U is for Understanding

I’ve been reading ‘Cultivating the Mind of Love’ by Thich Nhat Hanh recently. It’s taken some time because it’s given me much to think about. In the early chapters Thay talks about his experience of falling in love as a young monk and asks his reader to recall their own first love. I took a few weeks over that exercise and I think it was helpful to do so.

reflection2

More recently I’ve read the chapter about the Avatamsaka Sutra which I found difficult to follow, to understand, until I got to the last paragraph. Let me quote:

‘Don’t worry if you don’t understand. You don’t have to understand anything. Just enjoy the words of this beautiful sutra. If they make you feel lighter, that is enough. It is not necessary to feel a heavy weight on your shoulders. Someday, with no effort at all, you will understand. You only have to allow yourself to be there, to touch deeply each thing you encounter, to walk mindfully, and to help others with the whole of your being. This is the practice of non-practice.’

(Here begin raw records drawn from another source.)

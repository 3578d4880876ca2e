// Copyright 2025 the Understory Authors
// SPDX-License-Identifier: Apache-2.0 OR MIT

//! Benchmarks for `understory_binding` listener delivery.

use criterion::{BatchSize, BenchmarkId, Criterion, black_box, criterion_group, criterion_main};
use std::sync::Arc;
use std::sync::atomic::{AtomicU64, Ordering};

use understory_binding::{
    AsyncProperty, ChangeListener, InvalidationListener, ObservableValue, Owner, PeerObservable,
    PropertyMetadata, SubChangeListener, TracingSink, helper,
};

struct Fixed(u64);

impl ObservableValue<u64> for Fixed {
    fn value(&self) -> u64 {
        self.0
    }
}

fn counting_change(counter: &Arc<AtomicU64>) -> ChangeListener<u64> {
    let counter = Arc::clone(counter);
    ChangeListener::new(move |_, _, new: &u64| {
        counter.fetch_add(*new & 1, Ordering::Relaxed);
    })
}

fn bench_fanout(c: &mut Criterion) {
    let counter = Arc::new(AtomicU64::new(0));

    let mut group = c.benchmark_group("binding/fire");
    for listeners in [1_usize, 2, 8, 64] {
        group.bench_function(BenchmarkId::new("change", listeners), |b| {
            let observable = Arc::new(Fixed(0));
            let owner = Owner::from_arc(&observable, Arc::new(TracingSink));
            let mut slot = None;
            for _ in 0..listeners {
                helper::add_change_listener(&mut slot, &owner, None, 0, counting_change(&counter))
                    .unwrap();
            }
            let mut value = 0_u64;
            b.iter(|| {
                value += 1;
                helper::fire_value_changed_event(slot.as_mut(), black_box(value), false);
            });
        });
    }

    group.bench_function("unchanged_value", |b| {
        let observable = Arc::new(Fixed(0));
        let owner = Owner::from_arc(&observable, Arc::new(TracingSink));
        let mut slot = None;
        helper::add_change_listener(&mut slot, &owner, None, 0, counting_change(&counter))
            .unwrap();
        helper::add_sub_change_listener(
            &mut slot,
            &owner,
            None,
            0,
            SubChangeListener::new(|_, _, _, _| {}),
        )
        .unwrap();
        b.iter(|| helper::fire_value_changed_event(slot.as_mut(), black_box(0), false));
    });
    group.finish();

    let mut group = c.benchmark_group("binding/registration");
    group.bench_function("grow_and_collapse_8", |b| {
        let observable = Arc::new(Fixed(0));
        let owner = Owner::from_arc(&observable, Arc::new(TracingSink));
        b.iter_batched(
            || {
                (0..8)
                    .map(|_| InvalidationListener::new(|_| {}))
                    .collect::<Vec<_>>()
            },
            |listeners| {
                let mut slot = None;
                for listener in &listeners {
                    helper::add_invalidation_listener(&mut slot, &owner, None, 0, listener.clone())
                        .unwrap();
                }
                for listener in &listeners {
                    helper::remove_invalidation_listener(&mut slot, listener);
                }
                black_box(slot.is_none())
            },
            BatchSize::SmallInput,
        );
    });
    group.finish();

    let mut group = c.benchmark_group("binding/property");
    group.bench_function("set_through_peer", |b| {
        let upstream = AsyncProperty::new(PropertyMetadata::new(0_u64));
        let mirror = AsyncProperty::new(PropertyMetadata::new(0_u64));
        mirror
            .set_peer(Some(upstream.clone() as Arc<dyn PeerObservable<u64>>))
            .unwrap();
        for _ in 0..4 {
            mirror.add_change_listener(counting_change(&counter)).unwrap();
        }
        let mut value = 0_u64;
        b.iter(|| {
            value += 1;
            upstream.set(black_box(value));
        });
    });
    group.finish();
}

criterion_group!(benches, bench_fanout);
criterion_main!(benches);
#[cfg(test)]
mod tests {
    use super::*;
    use crate::metadata::PropertyMetadataBuilder;

    fn property(value: i32) -> Arc<AsyncProperty<i32>> {
        AsyncProperty::new(PropertyMetadata::new(value))
    }

    fn log() -> Arc<Mutex<Vec<String>>> {
        Arc::new(Mutex::new(Vec::new()))
    }

    #[test]
    fn initial_value_is_coerced() {
        let property = AsyncProperty::new(
            PropertyMetadataBuilder::new(-4_i32)
                .coerce(|v| v.max(0))
                .build(),
        );
        assert_eq!(property.get(), 0);
        assert_eq!(property.shape(), None);
    }

    #[test]
    fn equal_set_fires_nothing() {
        let property = property(1);
        let seen = log();
        let inv_log = Arc::clone(&seen);
        property
            .add_invalidation_listener(InvalidationListener::new(move |_| {
                inv_log.lock().push("inv".to_owned());
            }))
            .unwrap();

        property.set(1);
        assert!(seen.lock().is_empty());
        property.set(2);
        assert_eq!(*seen.lock(), ["inv"]);
    }

    #[test]
    fn update_fires_sub_change_even_when_equal() {
        let property = property(3);
        let seen = log();
        let sub_log = Arc::clone(&seen);
        property
            .add_sub_change_listener(SubChangeListener::new(
                move |_, old: &i32, new: &i32, sub| {
                    sub_log.lock().push(format!("{old}->{new} {sub}"));
                },
            ))
            .unwrap();
        let change_log = Arc::clone(&seen);
        property
            .add_change_listener(ChangeListener::new(move |_, old: &i32, new: &i32| {
                change_log.lock().push(format!("change {old}->{new}"));
            }))
            .unwrap();

        property.update(|_| {});
        property.update(|v| *v += 1);
        assert_eq!(*seen.lock(), ["3->3 true", "3->4 true"]);
        assert_eq!(property.get(), 4);
    }

    #[test]
    fn changed_callback_runs_before_listeners() {
        let seen = log();
        let callback_log = Arc::clone(&seen);
        let property = AsyncProperty::new(
            PropertyMetadataBuilder::new(0_i32)
                .on_changed(move |old, new| callback_log.lock().push(format!("cb {old}->{new}")))
                .build(),
        );
        let listener_log = Arc::clone(&seen);
        property
            .add_change_listener(ChangeListener::new(move |_, old: &i32, new: &i32| {
                listener_log.lock().push(format!("listener {old}->{new}"));
            }))
            .unwrap();

        property.set(9);
        assert_eq!(*seen.lock(), ["cb 0->9", "listener 0->9"]);
    }

    #[test]
    fn listeners_see_the_property_as_source() {
        let property = property(0);
        let seen = log();
        let source_log = Arc::clone(&seen);
        property
            .add_invalidation_listener(InvalidationListener::new(move |source| {
                source_log.lock().push(format!("value {}", source.value()));
            }))
            .unwrap();
        property.set(12);
        assert_eq!(*seen.lock(), ["value 12"]);
    }

    #[test]
    fn peering_with_self_is_rejected() {
        let property = property(0);
        let as_peer: Arc<dyn PeerObservable<i32>> = property.clone();
        assert_eq!(
            property.set_peer(Some(as_peer)),
            Err(BindingError::SelfBinding)
        );
        assert!(property.peer().is_none());
    }

    #[test]
    fn peer_chain_back_to_self_is_rejected() {
        let a = property(0);
        let b = property(0);
        b.set_peer(Some(a.clone() as Arc<dyn PeerObservable<i32>>)).unwrap();
        assert!(a.is_reachable_from(&(b.clone() as Arc<dyn PeerObservable<i32>>)));
        assert_eq!(
            a.set_peer(Some(b.clone() as Arc<dyn PeerObservable<i32>>)),
            Err(BindingError::SelfBinding)
        );
        assert!(a.peer().is_none());
        assert!(!b.is_reachable_from(&(a.clone() as Arc<dyn PeerObservable<i32>>)));
    }

    #[test]
    fn drop_detaches_from_peer() {
        let upstream = property(0);
        let downstream = property(0);
        downstream
            .set_peer(Some(upstream.clone() as Arc<dyn PeerObservable<i32>>))
            .unwrap();
        downstream
            .add_change_listener(ChangeListener::new(|_, _, _| {}))
            .unwrap();
        assert_eq!(upstream.listener_count(), 1);

        drop(downstream);
        assert_eq!(upstream.listener_count(), 0);
    }

    #[test]
    fn set_async_with_immediate_dispatcher_sets_inline() {
        let property = property(0);
        property.set_async(5).unwrap();
        assert_eq!(property.get(), 5);
    }

    #[test]
    fn listener_may_write_back_into_the_property() {
        let property = property(0);
        let weak = Arc::downgrade(&property);
        property
            .add_change_listener(ChangeListener::new(move |_, _, new: &i32| {
                if *new > 10
                    && let Some(property) = weak.upgrade()
                {
                    property.set(10);
                }
            }))
            .unwrap();

        property.set(25);
        assert_eq!(property.get(), 10);
    }
}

I recognise that need not to try too hard. For years I couldn’t catch a ball. My teachers told me to ‘watch the ball’. I watched, I missed. I tried harder, I still missed. Eventually I found out that with one very short-sighted eye, the ball wasn’t where I saw it. I stopped trying. Quite often I catch the ball. My young son was diagnosed with severe speech dyspraxia. The speech therapist explained that the harder he tried to talk, the more he couldn’t do it. We played lots of games that encouraged him to make speech sounds, but without any pressure. He has grown into a young man who talks clearly (often at length) and is not intimidated by public speaking.

If I try hard to still my monkey mind and be in the present moment, I just end up with more thoughts, including thoughts about not thinking. If I just acknowledge the thoughts and then let them go, my intellectual mind is much calmer, and a deeper understanding can, occasionally, find a way through.

So I’ll let go (not try to let go, just let go) of worrying about understanding and just enjoy the sutra (no matter now that if isn’t in English), or let the words of the dharma talk fall on me like rain (the rain I’ve learnt to accept and welcome), or just immerse myself in the freeing waters of silence. Then I’ll observe how much of that I carry out of the meditation hall with me.